I noticed one inconsistency between Distilbert and bert configs. Distilbert config stores output hidden size as
hidden_size and ffn dim as
hidden_dim while BERT and RoBERTa use
hidden_dim for output and
intermediate_size for ffn dim.
I know such thing can be hard to fix without breaking backcompatibiliby, but such behavior makes is a bit harder to get your model output size upfront.
E.g. if I want to be able to use both DistilBERT and BERT as an encoder in my model like this
class MySuperCustomModel(nn.Module): def __init__(self, encoder, n_classes): super().__init__() self.encoder = encoder hidden_size = ... # I wish it would be as simple as encoder.config.hidden_dim self.logit_network = nn.Linear(hidden_size, n_classes)
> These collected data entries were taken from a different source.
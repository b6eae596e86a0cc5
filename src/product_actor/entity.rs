//! Entity trait implementation for the Product domain type.

use super::error::ProductError;
use crate::framework::ActorEntity;
use crate::model::{Product, ProductCreate, ProductId, ProductUpdate};
use async_trait::async_trait;

fn validate_price(price: f64) -> Result<(), ProductError> {
    if !price.is_finite() || price < 0.0 {
        return Err(ProductError::InvalidPrice(price));
    }
    Ok(())
}

#[async_trait]
impl ActorEntity for Product {
    type Id = ProductId;
    type Create = ProductCreate;
    type Update = ProductUpdate;
    type Action = ();
    type ActionResult = ();
    type Context = ();
    type Error = ProductError;

    fn from_create_params(id: ProductId, params: ProductCreate) -> Result<Self, ProductError> {
        validate_price(params.price)?;
        Ok(Self {
            id,
            name: params.name,
            price: params.price,
            description: params.description,
            expiry: params.expiry,
        })
    }

    /// Price and description are the mutable columns; identity and name are not.
    async fn on_update(&mut self, update: ProductUpdate, _: &()) -> Result<(), ProductError> {
        if let Some(price) = update.price {
            validate_price(price)?;
            self.price = price;
        }
        if let Some(description) = update.description {
            self.description = Some(description);
        }
        Ok(())
    }

    async fn handle_action(&mut self, _action: (), _: &()) -> Result<(), ProductError> {
        Ok(())
    }
}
the code to get the encoder output size is kind of ugly, because you need to use
isinstance or something like it.
Or course, for classification you can use *ModelForClassification, but what if you want to use a pre-trained model as a seq2seq encoder or to write some other custom model.
I feel like solving this issue can make quite some people a bit happier, as they would be able to have to experiment with using different pre-trained models without code modifications and without thinking about the differences between transformer configs.
Is there a better way to get the output dimension of the model or any fixes planned? I can help with a PR too.